Divorcing Morals from Religion
Though again mired in 14 hour days with little time for reading let alone writing blogs, I came across this post by D.A. Ridgley Ridgely on abortion. The post seems interesting in that Ridgley Ridgely, a libertarian, takes on a defense of laws limiting abortion. However, in the preamble to his argument, he includes this ghastly disclaimer:
My third point is that purely religious beliefs and arguments by themselves are insufficient to determine public policy. Which is to say that even if there were a majority or even a supermajority who were convinced on purely religious grounds that abortion was morally wrong (or, for that matter, morally right), imposing that position on those who do not share those underlying religious believes would be immoral. If by some bizarre quirk of fate Pastafarians should someday become the religious majority in American, their belief that the Flying Spaghetti Monster says that abortions are okey-dokey is no more a sufficient ground to make (or keep) abortions legal than a majority of Festivus celebrators’, um, beliefs would suffice to erect an aluminum pole on public property for the ritual airing of grievances.

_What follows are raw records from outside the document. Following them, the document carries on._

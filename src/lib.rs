//! Change-gated serial printing for no-std embedded targets.
//!
//! # Highlights
//! - Print a labeled value only when it changed since the last call.
//! - Label before (`Brightness=100`) or after (`20Temp=`) the value.
//! - No allocation; output goes to any `core::fmt::Write` sink.
//!
//! # Quick start
//! ```
//! use ph_changeprint::ChangeGatedPrinter;
//!
//! static BRIGHTNESS: &str = "Brightness=";
//!
//! let mut serial: heapless::String<64> = heapless::String::new();
//! let mut brightness = ChangeGatedPrinter::new(BRIGHTNESS);
//!
//! for reading in [100u8, 100, 200, 200, 100] {
//!     brightness.print_leading(&mut serial, reading);
//! }
//!
//! assert_eq!(serial.as_str(), "Brightness=100\r\nBrightness=200\r\nBrightness=100\r\n");
//! ```
//!
//! # No-std
//! The crate is `#![no_std]` by default. Tests require `std`.
//!
//! # Semantics
//! - A new printer has no baseline: the first call always prints.
//! - `last()` always equals the value passed to the most recent print call.
//! - `print*` ignore sink errors; `try_print*` return them.
//! - One printer per monitored value, driven from a single polling loop.
//!
//! # Features
//! - `defmt`: trace prints and suppressions through `defmt`.
#![no_std]

mod fmt;

pub mod change_print;

pub use change_print::{ChangeGatedPrinter, LineEnding, Placement};

#[cfg(test)]
extern crate std;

This brand of profound nonsense is becoming more and more prevalent among contemporary hyper-secularists. Ridgely assumes here that some morals may be used as a basis for legislation, just not religion-based morals. What is the implication here? That morals based on well-established, deeply ingrained belief systems are not permissible, while morals based on “moods” or shallow, fleeting, loose-knit, pseudo-intellectual models are? Why should religion be disqualified as a source of “legitimate” morality? Because its adherents take their belief systems seriously? Because it is part of their culture? Because they believe morals are tightly knit with their view of man’s relationship to the world and those who share it with him? Can this possibly form the basis for barring their views from the political system?

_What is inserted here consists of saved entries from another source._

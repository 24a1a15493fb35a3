#![allow(unused)]

#[collapse_debuginfo(yes)]
macro_rules! trace {
    ($s:literal $(, $x:expr)* $(,)?) => {
        {
            #[cfg(feature = "defmt")]
            ::defmt::trace!($s $(, $x)*);
            #[cfg(not(feature = "defmt"))]
            let _ = ($( & $x ),*);
        }
    };
}

pub(crate) use trace;
/// Read one image HDU (primary when `ext` is `None`) into a 2D f64 array.
fn read_image_hdu(
    fits: &mut FitsFile,
    file: &str,
    ext: Option<&str>,
) -> Result<Array2<f64>, ContextError> {
    let hdu = match ext {
        None => fits.primary_hdu(),
        Some(name) => fits.hdu(name),
    }
    .map_err(|err| ContextError::Fits {
        file: file.to_string(),
        err,
    })?;

    // fitsio reports image shape row-major, matching ndarray's (rows, cols).
    let (height, width) = match &hdu.info {
        HduInfo::ImageInfo { shape, .. } if shape.len() == 2 => (shape[0], shape[1]),
        _ => {
            return Err(ContextError::BadHdu {
                file: file.to_string(),
                hdu: ext.unwrap_or("primary").to_string(),
                expected: "2D image",
            })
        }
    };

    let data: Vec<f64> = hdu.read_image(fits).map_err(|err| ContextError::Fits {
        file: file.to_string(),
        err,
    })?;
    if data.len() != height * width {
        return Err(ContextError::BadShape {
            file: file.to_string(),
            got: data.len(),
            expected: height * width,
        });
    }
    Array2::from_shape_vec((height, width), data).map_err(|_| ContextError::BadShape {
        file: file.to_string(),
        got: 0,
        expected: height * width,
    })
}

/// Which detector axis carries dispersion.
#[derive(Debug, Clone, Copy, PartialEq, Eq, Deserialize)]
#[serde(rename_all = "lowercase")]
pub enum DispersionAxis {
    X,
    Y,
}

/// An inclusive-exclusive pixel range.
#[derive(Debug, Clone, Copy, Deserialize)]
pub struct PixelRange {
    pub start: usize,
    pub end: usize,
}

impl PixelRange {
    pub fn len(&self) -> usize {
        self.end.saturating_sub(self.start)
    }

    pub fn is_empty(&self) -> bool {
        self.len() == 0
    }
}

/// The science-pixel window of the detector.
#[derive(Debug, Clone, Copy, Deserialize)]
pub struct SciencePixels {
    pub rows: PixelRange,
    pub columns: PixelRange,
}

/// Static per-arm geometry and calibration-file paths, loaded once per run
/// from a YAML lookup.
#[derive(Debug, Clone, Deserialize)]
pub struct DetectorProfile {
    pub arm: Arm,
    pub science_pixels: SciencePixels,
    /// Slit length \[arcsec\].
    pub slit_length: f64,
    /// The slit index of the centre pinhole.
    pub mid_slit_index: i32,
    pub dispersion_axis: DispersionAxis,
    /// Predicted-line catalogue paths, keyed by pinhole mode then binning
    /// (e.g. "1x1").
    pub predicted_lines: PredictedLinePaths,
    /// Path to the spectral-format table for this arm.
    pub spectral_format: PathBuf,
}

#[derive(Debug, Clone, Deserialize)]
pub struct PredictedLinePaths {
    pub single: BTreeMap<String, PathBuf>,
    pub multi: BTreeMap<String, PathBuf>,
}

impl DetectorProfile {
    pub fn from_yaml_file<P: AsRef<Path>>(path: P) -> Result<DetectorProfile, ContextError> {
        let file_str = path.as_ref().display().to_string();
        let file = File::open(path.as_ref()).map_err(|err| ContextError::Io {
            file: file_str.clone(),
            err,
        })?;
        serde_yaml::from_reader(file).map_err(|err| ContextError::ProfileParse {
            file: file_str,
            err,
        })
    }

    /// Width of the science-pixel image.
    pub fn width(&self) -> usize {
        self.science_pixels.columns.len()
    }

    /// Height of the science-pixel image.
    pub fn height(&self) -> usize {
        self.science_pixels.rows.len()
    }

    /// The predicted-line catalogue registered for this mode and binning.
    pub fn predicted_lines_path(
        &self,
        mode: PinholeMode,
        binning: Binning,
    ) -> Result<&Path, ContextError> {
        let table = match mode {
            PinholeMode::Single => &self.predicted_lines.single,
            PinholeMode::Multi => &self.predicted_lines.multi,
        };
        table
            .get(&binning.to_string())
            .map(PathBuf::as_path)
            .ok_or_else(|| ContextError::NoCatalogueForBinning {
                mode: mode.to_string(),
                binning: binning.to_string(),
            })
    }
}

Enough. Here’s Richard Weaver on the matter:
That it does not matter what a man believes is a statement heard on every side today. The statement carries a fearful implication. If a man is a philosopher in the sense with which we started, what he believes tells him what the world is for. How can men who disagree about what the world is for agree about any of the minutiae of daily conduct? The statement really means that it does not matter what a man believes so long as he does not take his beliefs seriously. Anyone can observe that this is the status to which religious belief has been reduced for many years. But suppose he does take his beliefs seriously? Then what he believes places a stamp upon his experience, and he belongs to a culture, which is a league founded on exclusive principles. To become eligible, one must be able to say the right words about the right things, which signifies in turn that one must be a man of correct sentiments. This phrase, so dear to the eighteenth century, carries us back to the last age that saw sentiment and reason in a proper partnership.
Richard M. Weaver, Ideas Have Consequences 23 (Univ. Chicago Press 1948).